Ну, хватит, было бы скучно и бесполезно приводить дальнейшее, поток этих несвязных размышлений длился больше часа. "Внутренний монолог" опять и опять прерывался коротким молчанием либо длинными отрывками из книги. Читатель уже мог заметить, что было главное в этом долгом раздумье: непрестанный страх, что отец будет обманут своим зятем Жеромом, тайная неудовлетворенная чувственность, воспоминания о давней полудетской любви к некому Адриану Леке, который приходился Сюзанне родней. Вот это меня взбесило, я знал Адриана: сорокалетний дамский угодник, пошляк, посредственность, напыщенный маклер с брюшком! Какой уж из него Дон Жуан или Растиньяк, он куда больше смахивает на месье Прюдома или на Цезаря Бирото! Безусловно, ничто в раздумьях Сюзанны не доказывает, что она его любит, но ясно, что когда-то, в юности, он за ней ухаживал и для моей жены это вовсе не пустяк и не ребячество, нет, она и поныне сохранила об этом флирте самые живые воспоминания; да и в делах, которые она принимает близко к сердцу, она тоже предпочитает советоваться не со мной, а с ним, с этим болваном! Пока я слушал запись, все это казалось мне весьма серьезным. К счастью, в полутемной лаборатории Дарнли не мог заметить, до чего я взволнован.

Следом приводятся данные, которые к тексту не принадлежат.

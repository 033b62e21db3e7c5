//! Drawing surface abstraction and the terminal cell canvas.

use dotfield_core::{CellMetrics, Rgb, Rgba, SurfaceSize, Theme};
use glam::Vec2;
use ratatui::{buffer::Buffer, layout::Rect, style::Color, widgets::Widget};

use crate::chars::dot_char;
use crate::color::Ink;

/// Cells fainter than this are left blank.
const MIN_VISIBLE_ALPHA: f32 = 0.02;

/// A 2D surface dots can be painted on.
pub trait Canvas {
    /// Extent of the surface in surface units.
    fn size(&self) -> SurfaceSize;

    /// Erase everything painted so far.
    fn clear(&mut self);

    /// Fill a circle with `paint`, scaled by `alpha`.
    fn fill_circle(&mut self, center: Vec2, radius: f32, paint: &Paint, alpha: f32);
}

/// Linear gradient between two colors along `start -> end`.
#[derive(Debug, Clone, Copy, PartialEq)]
pub struct LinearGradient {
    pub start: Vec2,
    pub end: Vec2,
    pub from: Rgb,
    pub to: Rgb,
}

impl LinearGradient {
    /// Gradient across the surface diagonal using the theme colors.
    pub fn diagonal(size: SurfaceSize, theme: Theme) -> Self {
        let (from, to) = theme.gradient();
        Self {
            start: Vec2::ZERO,
            end: Vec2::new(size.width, size.height),
            from,
            to,
        }
    }

    /// Color at `point`, projected onto the gradient axis and clamped.
    pub fn color_at(&self, point: Vec2) -> Rgb {
        let axis = self.end - self.start;
        let len_sq = axis.length_squared();
        if len_sq <= f32::EPSILON {
            return self.from;
        }
        let t = (point - self.start).dot(axis) / len_sq;
        self.from.lerp(self.to, t)
    }
}

/// How a shape is filled.
#[derive(Debug, Clone, Copy, PartialEq)]
pub enum Paint {
    Solid(Rgba),
    Gradient(LinearGradient),
}

impl Paint {
    /// Color and alpha factor at `point`.
    pub fn sample(&self, point: Vec2) -> (Rgb, f32) {
        match self {
            Paint::Solid(rgba) => (rgba.rgb, rgba.alpha),
            Paint::Gradient(gradient) => (gradient.color_at(point), 1.0),
        }
    }
}

#[derive(Debug, Clone, Copy, Default, PartialEq)]
struct CellInk {
    ink: Ink,
    /// Largest radius painted into the cell this frame.
    radius: f32,
}

/// Canvas backed by a grid of terminal cells.
///
/// Each cell covers `cell_width × cell_height` surface units and keeps the
/// composited color of every circle that touches it.
#[derive(Debug, Clone)]
pub struct CellCanvas {
    cols: u16,
    rows: u16,
    metrics: CellMetrics,
    cells: Vec<CellInk>,
}

impl CellCanvas {
    pub fn new(cols: u16, rows: u16, metrics: CellMetrics) -> Self {
        Self {
            cols,
            rows,
            metrics,
            cells: vec![CellInk::default(); cols as usize * rows as usize],
        }
    }

    /// Match a new terminal size; drops everything painted.
    pub fn resize(&mut self, cols: u16, rows: u16) {
        self.cols = cols;
        self.rows = rows;
        self.cells = vec![CellInk::default(); cols as usize * rows as usize];
    }

    pub fn cols(&self) -> u16 {
        self.cols
    }

    pub fn rows(&self) -> u16 {
        self.rows
    }

    pub fn metrics(&self) -> CellMetrics {
        self.metrics
    }

    /// Accumulated ink at `(col, row)`.
    pub fn ink(&self, col: u16, row: u16) -> Option<Ink> {
        self.index(col, row).map(|i| self.cells[i].ink)
    }

    /// Widget drawing the canvas for `theme`.
    pub fn view(&self, theme: Theme) -> CanvasView<'_> {
        CanvasView {
            canvas: self,
            theme,
        }
    }

    /// Glyph and foreground for a visible cell, flattened over `backdrop`.
    fn glyph(&self, col: u16, row: u16, backdrop: Rgb) -> Option<(char, Color)> {
        let cell = self.index(col, row).map(|i| self.cells[i])?;
        if cell.ink.alpha < MIN_VISIBLE_ALPHA {
            return None;
        }
        Some((dot_char(cell.radius), cell.ink.flatten(backdrop).color()))
    }

    fn index(&self, col: u16, row: u16) -> Option<usize> {
        (col < self.cols && row < self.rows).then(|| row as usize * self.cols as usize + col as usize)
    }

    /// Cell range touched by `[lo, hi]` along one axis, clipped to `0..count`.
    fn span(lo: f32, hi: f32, unit: f32, count: u16) -> Option<(u16, u16)> {
        let first = (lo / unit).floor();
        let last = (hi / unit).floor();
        if count == 0 || last < 0.0 || first >= count as f32 || first.is_nan() || last.is_nan() {
            return None;
        }
        let first = first.max(0.0) as u16;
        let last = last.min(count as f32 - 1.0) as u16;
        Some((first, last))
    }
}

/// Draws a [`CellCanvas`] into a buffer. Cells without a visible dot are
/// left as they are.
#[derive(Debug, Clone, Copy)]
pub struct CanvasView<'a> {
    canvas: &'a CellCanvas,
    theme: Theme,
}

impl Widget for CanvasView<'_> {
    fn render(self, area: Rect, buf: &mut Buffer) {
        let backdrop = self.theme.backdrop();
        let cols = self.canvas.cols.min(area.width);
        let rows = self.canvas.rows.min(area.height);
        for row in 0..rows {
            for col in 0..cols {
                let Some((symbol, color)) = self.canvas.glyph(col, row, backdrop) else {
                    continue;
                };
                if let Some(cell) = buf.cell_mut((area.x + col, area.y + row)) {
                    cell.set_char(symbol).set_fg(color);
                }
            }
        }
    }
}

impl Canvas for CellCanvas {
    fn size(&self) -> SurfaceSize {
        self.metrics.surface_size(self.cols, self.rows)
    }

    fn clear(&mut self) {
        self.cells.fill(CellInk::default());
    }

    fn fill_circle(&mut self, center: Vec2, radius: f32, paint: &Paint, alpha: f32) {
        if alpha <= 0.0 || radius <= 0.0 {
            return;
        }

        let cw = self.metrics.cell_width;
        let ch = self.metrics.cell_height;
        let Some((col_lo, col_hi)) = Self::span(center.x - radius, center.x + radius, cw, self.cols)
        else {
            return;
        };
        let Some((row_lo, row_hi)) = Self::span(center.y - radius, center.y + radius, ch, self.rows)
        else {
            return;
        };

        let (color, paint_alpha) = paint.sample(center);
        let alpha = alpha * paint_alpha;

        for row in row_lo..=row_hi {
            for col in col_lo..=col_hi {
                let cell_min = Vec2::new(col as f32 * cw, row as f32 * ch);
                let cell_max = cell_min + Vec2::new(cw, ch);
                let holds_center = center.cmpge(cell_min).all() && center.cmplt(cell_max).all();
                let cell_center = (cell_min + cell_max) * 0.5;
                if !holds_center && center.distance(cell_center) > radius {
                    continue;
                }

                let idx = row as usize * self.cols as usize + col as usize;
                let cell = &mut self.cells[idx];
                cell.ink = cell.ink.over(color, alpha);
                cell.radius = cell.radius.max(radius);
            }
        }
    }
}

#[cfg(test)]
mod tests {
    use super::*;
    use ratatui::buffer::Cell;

    fn canvas() -> CellCanvas {
        CellCanvas::new(8, 4, CellMetrics::default())
    }

    #[test]
    fn test_size_in_surface_units() {
        assert_eq!(canvas().size(), SurfaceSize::new(80.0, 80.0));
    }

    #[test]
    fn test_gradient_endpoints() {
        let gradient = LinearGradient::diagonal(SurfaceSize::new(800.0, 600.0), Theme::Dark);
        let (from, to) = Theme::Dark.gradient();
        assert_eq!(gradient.color_at(Vec2::ZERO), from);
        assert_eq!(gradient.color_at(Vec2::new(800.0, 600.0)), to);
        assert_eq!(gradient.color_at(Vec2::new(-50.0, -50.0)), from);
        assert_eq!(gradient.color_at(Vec2::new(2000.0, 2000.0)), to);

        let degenerate = LinearGradient::diagonal(SurfaceSize::default(), Theme::Light);
        assert_eq!(degenerate.color_at(Vec2::new(3.0, 3.0)), Theme::Light.gradient().0);
    }

    #[test]
    fn test_small_circle_marks_its_cell() {
        let mut canvas = canvas();
        let paint = Paint::Solid(Rgba::new(Rgb::WHITE, 1.0));
        canvas.fill_circle(Vec2::new(25.0, 30.0), 1.2, &paint, 0.5);

        let ink = canvas.ink(2, 1).unwrap();
        assert_eq!(ink.alpha, 0.5);
        assert_eq!(canvas.ink(1, 1).unwrap().alpha, 0.0);
        assert_eq!(canvas.ink(2, 0).unwrap().alpha, 0.0);
    }

    #[test]
    fn test_solid_paint_alpha_multiplies() {
        let mut canvas = canvas();
        let paint = Paint::Solid(Rgba::new(Rgb::WHITE, 0.15));
        canvas.fill_circle(Vec2::new(5.0, 5.0), 1.0, &paint, 0.5);
        assert!((canvas.ink(0, 0).unwrap().alpha - 0.075).abs() < 1e-6);
    }

    #[test]
    fn test_large_circle_spreads() {
        let mut canvas = canvas();
        let paint = Paint::Solid(Rgba::new(Rgb::WHITE, 1.0));
        canvas.fill_circle(Vec2::new(40.0, 40.0), 12.0, &paint, 1.0);
        // Cells whose centers lie within 12 units: (3,1) (4,1) (3,2) (4,2)
        for (col, row) in [(3, 1), (4, 1), (3, 2), (4, 2)] {
            assert_eq!(canvas.ink(col, row).unwrap().alpha, 1.0);
        }
        assert_eq!(canvas.ink(2, 1).unwrap().alpha, 0.0);
    }

    #[test]
    fn test_offscreen_circles_are_clipped() {
        let mut canvas = canvas();
        let paint = Paint::Solid(Rgba::new(Rgb::WHITE, 1.0));
        canvas.fill_circle(Vec2::new(-30.0, 10.0), 2.0, &paint, 1.0);
        canvas.fill_circle(Vec2::new(10.0, 500.0), 2.0, &paint, 1.0);
        canvas.fill_circle(Vec2::splat(f32::NAN), 2.0, &paint, 1.0);
        assert!(canvas.cells.iter().all(|c| c.ink.alpha == 0.0));
    }

    #[test]
    fn test_clear_and_resize() {
        let mut canvas = canvas();
        let paint = Paint::Solid(Rgba::new(Rgb::WHITE, 1.0));
        canvas.fill_circle(Vec2::new(5.0, 5.0), 1.0, &paint, 1.0);
        canvas.clear();
        assert_eq!(canvas.ink(0, 0).unwrap(), Ink::default());

        canvas.resize(3, 2);
        assert_eq!(canvas.cells.len(), 6);
        assert!(canvas.ink(3, 0).is_none());
    }

    fn row_text(buf: &Buffer, y: u16) -> String {
        (0..buf.area.width)
            .map(|x| buf[(x, y)].symbol().to_string())
            .collect()
    }

    #[test]
    fn test_view_draws_visible_dots_only() {
        let mut canvas = canvas();
        let paint = Paint::Solid(Rgba::new(Rgb::WHITE, 1.0));
        canvas.fill_circle(Vec2::new(15.0, 10.0), 1.0, &paint, 1.0);
        canvas.fill_circle(Vec2::new(35.0, 10.0), 4.0, &paint, 0.5);
        canvas.fill_circle(Vec2::new(55.0, 10.0), 2.0, &paint, 0.01);

        let area = Rect::new(0, 0, 8, 4);
        let mut buf = Buffer::filled(area, Cell::new("x"));
        canvas.view(Theme::Dark).render(area, &mut buf);

        // The faint dot at column 5 leaves what was underneath
        assert_eq!(row_text(&buf, 0), "x·x●xxxx");
        assert_eq!(row_text(&buf, 1), "xxxxxxxx");
        assert_eq!(buf[(1, 0)].fg, Rgb::WHITE.color());
        assert_eq!(buf[(3, 0)].fg, Rgb::new(128, 128, 128).color());
        assert_eq!(buf[(5, 0)].fg, Color::Reset);
    }

    #[test]
    fn test_view_respects_area() {
        let mut canvas = canvas();
        let paint = Paint::Solid(Rgba::new(Rgb::WHITE, 1.0));
        canvas.fill_circle(Vec2::new(5.0, 10.0), 1.0, &paint, 1.0);
        canvas.fill_circle(Vec2::new(75.0, 70.0), 1.0, &paint, 1.0);

        // Offset and smaller than the canvas
        let area = Rect::new(2, 1, 4, 2);
        let mut buf = Buffer::empty(Rect::new(0, 0, 8, 4));
        canvas.view(Theme::Light).render(area, &mut buf);

        assert_eq!(buf[(2, 1)].symbol(), "·");
        assert_eq!(row_text(&buf, 0), "        ");
        assert_eq!(row_text(&buf, 3), "        ");
    }
}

- Вы удовлетворены? - спросил он, когда пощелкиванье аппарата оборвалось.

- Вполне, - спокойно ответил я. - Огромное вам спасибо, Дарнли.

Но, выйдя из этого проклятого подвала, я постарался незаметно улизнуть, не попадаясь на глаза мистеру Хикки.

Когда я вышел от соседей, час был уже поздний и на улице совсем стемнело, но у меня не хватило мужества сразу вернуться домой. Я был слишком потрясен, слишком взбешен, я не успел опомниться. Не мог я сейчас видеть Сюзанну, раньше надо было поразмыслить об услышанном. Быстрым шагом я обошел наш квартал; под ногами шуршали опавшие листья, и скоро ходьба и вечерняя свежесть немного меня успокоили. Сперва я хотел, как только вернусь, выложить Сюзанне все, что я о ней думаю, пусть получает по заслугам! Но потом опомнился и дал себе слово молчать.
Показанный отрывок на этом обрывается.